Data excerpts ▸
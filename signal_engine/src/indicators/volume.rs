//! Volume-derived series.

use super::moving_average::sma;

/// On-balance volume: cumulative volume signed by the close-to-close
/// direction. A flat or falling close subtracts, matching the
/// "+volume if close rose, −volume otherwise" convention.
pub fn obv(closes: &[f64], volumes: &[f64]) -> Vec<f64> {
    let len = closes.len().min(volumes.len());
    let mut out = Vec::with_capacity(len);
    let mut running = 0.0;
    for i in 0..len {
        if i == 0 {
            // No prior close to compare against, so the first bar subtracts.
            running = -volumes[0];
        } else if closes[i] > closes[i - 1] {
            running += volumes[i];
        } else {
            running -= volumes[i];
        }
        out.push(running);
    }
    out
}

/// Ratio of the latest volume to its `period`-bar simple average.
/// `None` until the window fills or when the average is zero.
pub fn latest_volume_ratio(volumes: &[f64], period: usize) -> Option<f64> {
    let avg = sma(volumes, period).last().copied().flatten()?;
    if avg > 0.0 {
        Some(volumes.last()? / avg)
    } else {
        None
    }
}
//! Price-level analysis: Fibonacci retracements and confluence zones.

pub mod confluence;
pub mod fibonacci;

pub use confluence::{ConfluenceZone, LevelKind, PriceLevel, find_confluence_zones};
pub use fibonacci::{FibonacciAnalyzer, FibonacciLevels, TrendDirection};
use chrono::NaiveDate;
use serde::{Deserialize, Serialize};

/// Parameters for a daily-bars request.
///
/// Missing dates default provider-side: `end` to today, `start` to one year
/// before `end`. `bypass_cache` forces a fresh upstream fetch and skips the
/// response-cache write-back.
#[derive(Debug, Clone, Serialize, Deserialize)]
pub struct DailyBarsRequest {
    pub ticker: String,
    pub start: Option<NaiveDate>,
    pub end: Option<NaiveDate>,
    #[serde(default)]
    pub bypass_cache: bool,
}

impl DailyBarsRequest {
    pub fn new(ticker: impl Into<String>) -> Self {
        Self {
            ticker: ticker.into(),
            start: None,
            end: None,
            bypass_cache: false,
        }
    }

    pub fn with_range(mut self, start: NaiveDate, end: NaiveDate) -> Self {
        self.start = Some(start);
        self.end = Some(end);
        self
    }

    pub fn bypassing_cache(mut self, bypass: bool) -> Self {
        self.bypass_cache = bypass;
        self
    }
}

Task objective ▸ Return each line of the listing that holds the string "subtracts".

Solution to this exercise ▸
/// direction. A flat or falling close subtracts, matching the
            // No prior close to compare against, so the first bar subtracts.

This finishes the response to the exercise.